Cloudflare, a San Francisco content delivery network rumored to be prepping for a $3.5 billion IPO, is no stranger to controversy over its absolutist free-speech policies–and often embraces the debate.
The latest flashpoint was a December Huffington Post article reporting that the company provides its web-traffic optimization and security protection to seven entities on the U.S. State Department’s list of foreign terrorist organizations–including al-Shabab, the al-Aqsa Martyrs Brigade, and Hamas. U.S. law forbids providing “material support or resources” to these groups.
Cloudflare says it accepts complaints on sites but defers to law enforcement, and that legal requests “must strictly adhere to the due process of law and be subject to judicial oversight,” per its latest transparency report.
A notable exception was in 2017, when CEO Matthew Prince personally kicked infamous neo-Nazi site the Daily Stormer off the service–which he described as a cautionary tale on why companies should not make subjective decisions about content.
Cloudflare general counsel Doug Kramer tells Fast Company that the U.S. government has not contacted the company regarding any sites or organizations mentioned in the Huffington Post article.

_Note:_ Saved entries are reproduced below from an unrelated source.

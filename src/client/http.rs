// Copyright (c) 2025 ADBC Drivers Contributors
//
// Licensed under the Apache License, Version 2.0 (the "License");
// you may not use this file except in compliance with the License.
// You may obtain a copy of the License at
//
//     http://www.apache.org/licenses/LICENSE-2.0
//
// Unless required by applicable law or agreed to in writing, software
// distributed under the License is distributed on an "AS IS" BASIS,
// WITHOUT WARRANTIES OR CONDITIONS OF ANY KIND, either express or implied.
// See the License for the specific language governing permissions and
// limitations under the License.

//! HTTP client for the job API.
//!
//! This module provides a low-level HTTP client with:
//! - Connection pooling
//! - Automatic retry with exponential backoff
//! - `TD1` API key authentication
//! - Configurable timeouts
//!
//! The client never decompresses bodies itself. Result responses are handed
//! to the result pipeline with their `Content-Encoding` intact.

use crate::error::{Error, Result};
use reqwest::header::{HeaderValue, AUTHORIZATION};
use reqwest::{Client, Method, Request, Response, StatusCode};
use std::time::Duration;
use tokio::time::sleep;
use tracing::{debug, warn};

/// Configuration for the HTTP client.
#[derive(Debug, Clone, PartialEq)]
pub struct HttpClientConfig {
    /// Connection timeout duration.
    pub connect_timeout: Duration,
    /// Longest wait for the next read of a response. Applies between body
    /// chunks, so a result download may run for any length of time while
    /// data keeps arriving.
    pub read_timeout: Duration,
    /// Deadline for a whole control-plane exchange, body included. Never
    /// applied to result downloads.
    pub request_timeout: Duration,
    /// Maximum number of retry attempts.
    pub max_retries: u32,
    /// Base delay between retry attempts (doubles each retry).
    pub retry_delay: Duration,
    /// Maximum number of idle connections per host.
    pub max_connections_per_host: usize,
    /// User agent string.
    pub user_agent: String,
}

impl Default for HttpClientConfig {
    fn default() -> Self {
        Self {
            connect_timeout: Duration::from_secs(30),
            read_timeout: Duration::from_secs(60),
            request_timeout: Duration::from_secs(60),
            max_retries: 5,
            retry_delay: Duration::from_millis(1500),
            max_connections_per_host: 100,
            user_agent: format!("td-job-results/{}", env!("CARGO_PKG_VERSION")),
        }
    }
}

/// HTTP client for the job API.
///
/// This client handles:
/// - Connection pooling (via reqwest)
/// - Automatic retry with exponential backoff for transient failures
/// - `Authorization: TD1 <apikey>` header injection
/// - User-Agent header injection
pub struct TdHttpClient {
    client: Client,
    config: HttpClientConfig,
    auth_header: HeaderValue,
}

impl std::fmt::Debug for TdHttpClient {
    fn fmt(&self, f: &mut std::fmt::Formatter<'_>) -> std::fmt::Result {
        f.debug_struct("TdHttpClient")
            .field("config", &self.config)
            .field("auth_header", &"TD1 ***")
            .finish()
    }
}

impl TdHttpClient {
    /// Creates a new HTTP client with the given configuration and API key.
    pub fn new(config: HttpClientConfig, apikey: &str) -> Result<Self> {
        if apikey.is_empty() {
            return Err(Error::InvalidConfig("API key is empty".to_string()));
        }
        let mut auth_header = HeaderValue::from_str(&format!("TD1 {}", apikey))
            .map_err(|_| Error::InvalidConfig("API key contains invalid characters".to_string()))?;
        auth_header.set_sensitive(true);

        let client = Client::builder()
            .connect_timeout(config.connect_timeout)
            .read_timeout(config.read_timeout)
            .pool_max_idle_per_host(config.max_connections_per_host)
            .user_agent(&config.user_agent)
            .build()
            .map_err(|e| Error::Transport(format!("Failed to create HTTP client: {}", e)))?;

        Ok(Self {
            client,
            config,
            auth_header,
        })
    }

    /// Returns the client configuration.
    pub fn config(&self) -> &HttpClientConfig {
        &self.config
    }

    /// Returns the underlying reqwest client for building requests.
    pub fn inner(&self) -> &Client {
        &self.client
    }

    /// Get the authorization header value.
    pub fn auth_header(&self) -> &HeaderValue {
        &self.auth_header
    }

    /// Execute an HTTP request with automatic retry logic and authentication.
    ///
    /// Retries are performed for:
    /// - Connect, timeout and request-building network errors
    /// - 429 Too Many Requests
    /// - 502 Bad Gateway
    /// - 503 Service Unavailable
    /// - 504 Gateway Timeout
    ///
    /// Non-idempotent requests (`POST`) are only retried when the server
    /// cannot have acted on them: connect failures and 429.
    ///
    /// A per-request timeout set on `request` is kept across attempts.
    ///
    /// A final non-success status becomes [`Error::RequestFailed`] carrying the
    /// response body as its message. The returned response has a success
    /// status and an unread body.
    pub async fn execute(&self, request: Request) -> Result<Response> {
        let mut attempts = 0;
        let mut last_error: Option<String> = None;

        // Clone the request parts we need for retries
        let method = request.method().clone();
        let url = request.url().clone();
        let headers = request.headers().clone();
        let timeout = request.timeout().copied();
        let body_bytes = request
            .body()
            .and_then(|b| b.as_bytes())
            .map(|b| b.to_vec());

        loop {
            attempts += 1;

            // Build a fresh request for this attempt
            let mut req_builder = self.client.request(method.clone(), url.clone());
            for (name, value) in headers.iter() {
                req_builder = req_builder.header(name, value);
            }
            req_builder = req_builder.header(AUTHORIZATION, self.auth_header.clone());
            if let Some(timeout) = timeout {
                req_builder = req_builder.timeout(timeout);
            }
            if let Some(ref body) = body_bytes {
                req_builder = req_builder.body(body.clone());
            }

            let request = req_builder
                .build()
                .map_err(|e| Error::Transport(format!("Failed to build request: {}", e)))?;

            debug!(
                "Executing {} {} (attempt {}/{})",
                method,
                url.path(),
                attempts,
                self.config.max_retries + 1
            );

            match self.client.execute(request).await {
                Ok(response) => {
                    let status = response.status();

                    if status.is_success() {
                        return Ok(response);
                    }

                    if Self::should_retry_status(&method, status)
                        && attempts <= self.config.max_retries
                    {
                        warn!(
                            "Request failed with {} (attempt {}/{}), retrying...",
                            status,
                            attempts,
                            self.config.max_retries + 1
                        );
                        self.wait_for_retry(attempts).await;
                        continue;
                    }

                    // Non-retryable HTTP error or max retries exceeded
                    let error_body = response.text().await.unwrap_or_default();
                    return Err(Error::RequestFailed {
                        status: status.as_u16(),
                        message: Self::error_message(status, &error_body),
                    });
                }
                Err(e) => {
                    if Self::should_retry_error(&method, &e) && attempts <= self.config.max_retries
                    {
                        last_error = Some(e.to_string());
                        warn!(
                            "Request failed with error (attempt {}/{}): {}, retrying...",
                            attempts,
                            self.config.max_retries + 1,
                            e
                        );
                        self.wait_for_retry(attempts).await;
                        continue;
                    }

                    return Err(Error::Transport(format!(
                        "HTTP request failed after {} attempts: {}",
                        attempts,
                        last_error.unwrap_or_else(|| e.to_string())
                    )));
                }
            }
        }
    }

    /// Error text for a failed response: the body, or the canonical reason
    /// when the body is empty.
    fn error_message(status: StatusCode, body: &str) -> String {
        let body = body.trim();
        if body.is_empty() {
            status.canonical_reason().unwrap_or("unknown error").to_string()
        } else {
            body.to_string()
        }
    }

    /// Check if the HTTP status code indicates a retryable error.
    fn is_retryable_status(status: StatusCode) -> bool {
        matches!(
            status,
            StatusCode::TOO_MANY_REQUESTS
                | StatusCode::SERVICE_UNAVAILABLE
                | StatusCode::GATEWAY_TIMEOUT
                | StatusCode::BAD_GATEWAY
        )
    }

    /// Check if the request error is retryable.
    fn is_retryable_error(error: &reqwest::Error) -> bool {
        error.is_timeout() || error.is_connect() || error.is_request()
    }

    /// Whether a response with `status` may be retried for `method`.
    fn should_retry_status(method: &Method, status: StatusCode) -> bool {
        Self::is_retryable_status(status)
            && (method.is_idempotent() || status == StatusCode::TOO_MANY_REQUESTS)
    }

    /// Whether a failed attempt may be retried for `method`.
    fn should_retry_error(method: &Method, error: &reqwest::Error) -> bool {
        Self::is_retryable_error(error) && (method.is_idempotent() || error.is_connect())
    }

    /// Wait with exponential backoff before retry.
    async fn wait_for_retry(&self, attempt: u32) {
        let delay = self.config.retry_delay * 2u32.saturating_pow(attempt.saturating_sub(1));
        debug!("Waiting {:?} before retry", delay);
        sleep(delay).await;
    }
}

#[cfg(test)]
mod tests {
    use super::*;

    #[test]
    fn test_http_client_config_default() {
        let config = HttpClientConfig::default();
        assert_eq!(config.connect_timeout, Duration::from_secs(30));
        assert_eq!(config.read_timeout, Duration::from_secs(60));
        assert_eq!(config.request_timeout, Duration::from_secs(60));
        assert_eq!(config.max_retries, 5);
        assert_eq!(config.max_connections_per_host, 100);
        assert!(config.user_agent.starts_with("td-job-results/"));
    }

    #[test]
    fn test_is_retryable_status() {
        assert!(TdHttpClient::is_retryable_status(StatusCode::TOO_MANY_REQUESTS));
        assert!(TdHttpClient::is_retryable_status(StatusCode::SERVICE_UNAVAILABLE));
        assert!(TdHttpClient::is_retryable_status(StatusCode::GATEWAY_TIMEOUT));
        assert!(TdHttpClient::is_retryable_status(StatusCode::BAD_GATEWAY));
        assert!(!TdHttpClient::is_retryable_status(StatusCode::OK));
        assert!(!TdHttpClient::is_retryable_status(StatusCode::BAD_REQUEST));
        assert!(!TdHttpClient::is_retryable_status(
            StatusCode::INTERNAL_SERVER_ERROR
        ));
    }

    #[test]
    fn test_post_retried_only_when_not_processed() {
        let post = Method::POST;
        assert!(TdHttpClient::should_retry_status(
            &post,
            StatusCode::TOO_MANY_REQUESTS
        ));
        assert!(!TdHttpClient::should_retry_status(
            &post,
            StatusCode::SERVICE_UNAVAILABLE
        ));
        assert!(!TdHttpClient::should_retry_status(
            &post,
            StatusCode::GATEWAY_TIMEOUT
        ));
        assert!(TdHttpClient::should_retry_status(
            &Method::GET,
            StatusCode::SERVICE_UNAVAILABLE
        ));
        assert!(!TdHttpClient::should_retry_status(
            &Method::GET,
            StatusCode::INTERNAL_SERVER_ERROR
        ));
    }

    #[test]
    fn test_error_message_falls_back_to_reason() {
        assert_eq!(
            TdHttpClient::error_message(StatusCode::NOT_FOUND, "  "),
            "Not Found"
        );
        assert_eq!(
            TdHttpClient::error_message(StatusCode::NOT_FOUND, "{\"error\":\"no job\"}\n"),
            "{\"error\":\"no job\"}"
        );
    }

    #[tokio::test]
    async fn test_auth_header() {
        let client = TdHttpClient::new(HttpClientConfig::default(), "1/abcdef").unwrap();
        assert_eq!(client.auth_header().to_str().unwrap(), "TD1 1/abcdef");
        assert!(client.auth_header().is_sensitive());
        assert!(!format!("{:?}", client).contains("abcdef"));
    }

    #[tokio::test]
    async fn test_rejects_empty_apikey() {
        let err = TdHttpClient::new(HttpClientConfig::default(), "").unwrap_err();
        assert!(matches!(err, Error::InvalidConfig(_)));
    }
}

But something has changed. The Counter Extremism Project (CEP), a nonprofit that tracks such groups, has alerted Fast Company that at least three sites mentioned in the Huffington Post article no longer use Cloudflare: Hamas (Hamas.ps), the Popular Front for the Liberation of Palestine (pflp.ps), and the English-language Taliban site (alemarah-english.com).
Related: How Cloudflare straddles roles as free speech champion and hate speech enabler
“I’m curious as to the reasoning for that,” says CEP content review specialist Joshua Fisher-Birch, who noticed the changes. His curiosity might not be satisfied: His group has sent several letters to Cloudlflare over the past two years, alerting it to some of these organizations, as well as others, such as the white supremacist Nordic Resistance Movement, using the company’s web services, but has not received any reply from Cloudflare.
“When we receive notices of this kind, we direct individuals and organizations to file abuse complaints through our general abuse process,” writes Doug Kramer in an email to Fast Company.
He continues: “If we determine that a complaint is legitimate, we take appropriate action, including reviewing the complaint to assess whether it triggers any obligations under our sanctions policy and forwarding relevant information to the hosting provider. While we review all reports, we don’t necessarily provide personalized replies in every case.”